Discussion Questions


Hello, I'm Professor John Kirton, Director of the G8 Research Group at the University of Toronto in Canada, and your lead instructor for G8 Online 2004.

In this session, "Generating Co-operation at the G8," we explore how much and why the major democratic power members of the G8 Summit come together to make collective commitments, succeeding splendidly at times but failing miserably at others.

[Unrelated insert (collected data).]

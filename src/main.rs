use std::env;
use std::fs;
use std::process;
use std::time::{Duration, Instant};

use tracing_subscriber::EnvFilter;
use typesync::sync::TickOutcome;
use typesync::{format_timestamp, EngineConfig, ParseOptions, Player, SimulatedPlayer, SyncEngine};

const USAGE: &str = "Usage: typesync <lyrics.lrc> [--keep-adlibs] [--config <file>] \
                     [--simulate <chars-per-second>]";

struct Args {
    input_path: String,
    keep_ad_libs: bool,
    config_path: Option<String>,
    simulate_cps: Option<f64>,
}

fn parse_args(args: &[String]) -> Result<Args, String> {
    let mut input_path = None;
    let mut keep_ad_libs = false;
    let mut config_path = None;
    let mut simulate_cps = None;

    let mut iter = args.iter().skip(1);
    while let Some(arg) = iter.next() {
        match arg.as_str() {
            "--keep-adlibs" => keep_ad_libs = true,
            "--config" => {
                let path = iter.next().ok_or("--config needs a file")?;
                config_path = Some(path.clone());
            }
            "--simulate" => {
                let value = iter.next().ok_or("--simulate needs a typing speed")?;
                let cps: f64 = value
                    .parse()
                    .map_err(|_| format!("invalid typing speed '{}'", value))?;
                if !cps.is_finite() || cps <= 0.0 {
                    return Err(format!("typing speed must be positive, got {}", value));
                }
                simulate_cps = Some(cps);
            }
            flag if flag.starts_with("--") => return Err(format!("unknown option '{}'", flag)),
            path => {
                if input_path.is_some() {
                    return Err(format!("unexpected argument '{}'", path));
                }
                input_path = Some(path.to_string());
            }
        }
    }

    Ok(Args {
        input_path: input_path.ok_or("missing lyrics file")?,
        keep_ad_libs,
        config_path,
        simulate_cps,
    })
}

fn main() {
    tracing_subscriber::fmt()
        .with_env_filter(
            EnvFilter::try_from_default_env().unwrap_or_else(|_| EnvFilter::new("typesync=info")),
        )
        .with_writer(std::io::stderr)
        .init();

    let args: Vec<String> = env::args().collect();
    let args = match parse_args(&args) {
        Ok(args) => args,
        Err(e) => {
            eprintln!("Error: {}", e);
            eprintln!("{}", USAGE);
            process::exit(1);
        }
    };

    let config = match &args.config_path {
        Some(path) => {
            let source = match fs::read_to_string(path) {
                Ok(content) => content,
                Err(e) => {
                    eprintln!("Error reading config '{}': {}", path, e);
                    process::exit(1);
                }
            };
            match EngineConfig::from_yaml(&source) {
                Ok(config) => config,
                Err(e) => {
                    eprintln!("{}", e);
                    process::exit(1);
                }
            }
        }
        None => EngineConfig::default(),
    };

    let bytes = match fs::read(&args.input_path) {
        Ok(bytes) => bytes,
        Err(e) => {
            eprintln!("Error reading file '{}': {}", args.input_path, e);
            process::exit(1);
        }
    };

    let options = ParseOptions::with_ad_libs_removed(!args.keep_ad_libs);
    let engine = match typesync::load_track(&bytes, options, config) {
        Ok(engine) => engine,
        Err(e) => {
            eprintln!("{}", e);
            process::exit(1);
        }
    };

    if engine.track().is_empty() {
        eprintln!("No timed lyric lines in '{}'", args.input_path);
        process::exit(1);
    }

    match args.simulate_cps {
        Some(cps) => {
            if let Err(e) = simulate(engine, cps) {
                eprintln!("Error: {}", e);
                process::exit(1);
            }
        }
        None => print!("{}", engine.track().to_lrc()),
    }
}

/// Upper bound on simulated time: every line typed plus the whole song
/// played once, with slack.
fn simulation_limit(end: f64, total_chars: usize, cps: f64) -> Result<Duration, String> {
    Duration::try_from_secs_f64(end + total_chars as f64 / cps + 10.0)
        .map_err(|e| format!("typing speed {} is too slow to simulate: {}", cps, e))
}

/// Play the track on a simulated clock with a typist who types the active
/// line at `cps` characters per second.
fn simulate(mut engine: SyncEngine, cps: f64) -> Result<(), String> {
    let tick = engine.config().tick_interval();
    let dt = tick.as_secs_f64();
    let end = engine.track().lines().last().map_or(0.0, |line| line.time) + 5.0;
    let mut player = SimulatedPlayer::new(end);
    let started = Instant::now();
    let mut elapsed = Duration::ZERO;

    let total_chars: usize = engine.track().lines().iter().map(|l| l.char_len()).sum();
    let limit = simulation_limit(end, total_chars, cps)?;

    let token = engine.start();
    player.play();

    let mut line = None;
    let mut typed_budget = 0.0;

    while elapsed < limit && !engine.is_finished() {
        elapsed += tick;
        player.advance(dt);
        let now = started + elapsed;

        match engine.tick(token, &mut player) {
            TickOutcome::Committed { index } => {
                if let Some(lyric) = engine.track().get(index) {
                    println!("[{}] {}", format_timestamp(lyric.time), lyric.text);
                }
            }
            TickOutcome::PausedForTyping { index } => {
                println!(
                    "  paused at {:.1}s waiting for line {}",
                    player.current_time(),
                    index + 1
                );
            }
            _ => {}
        }

        if engine.committed_index() != line {
            line = engine.committed_index();
            typed_budget = 0.0;
        }
        let Some(target) = engine.active_line().map(|l| l.text.clone()) else {
            continue;
        };
        let target_len = target.chars().count();
        if engine.typing().typed_len() < target_len {
            typed_budget += cps * dt;
            let count = (typed_budget as usize).min(target_len);
            let text: String = target.chars().take(count).collect();
            engine.submit_text(&text, now, &mut player);
        }
    }

    let stats = engine.typing_stats(started + elapsed);
    println!();
    println!("finished: {}", engine.is_finished());
    println!("phase: {:?}", engine.phase());
    println!(
        "wpm: {}  accuracy: {}%  time: {}s",
        stats.wpm, stats.accuracy, stats.elapsed_secs
    );
    Ok(())
}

Every day national leaders, their ministers and their officials meet, inside and outside international institutions, to seek ways to co-operate on the issues raised by the interconnectedness of our rapidly globalizing world. Sometimes their face-to-face discussions foster the personal relationships that create trust and a more open flow of information, that avoid misunderstanding that can lead to unnecessary conflict, and that allow a "sharing and comparing" of experiences that participants can learn from and put to good use back home. Occasionally, such meetings generate a consensus on new principles and norms that diffuse outward and shape global order as a whole. And such meetings can even yield concrete, measurable, future-oriented collective commitments, and ones that are timely, well tailored and ambitious in addressing the critical challenges of the day.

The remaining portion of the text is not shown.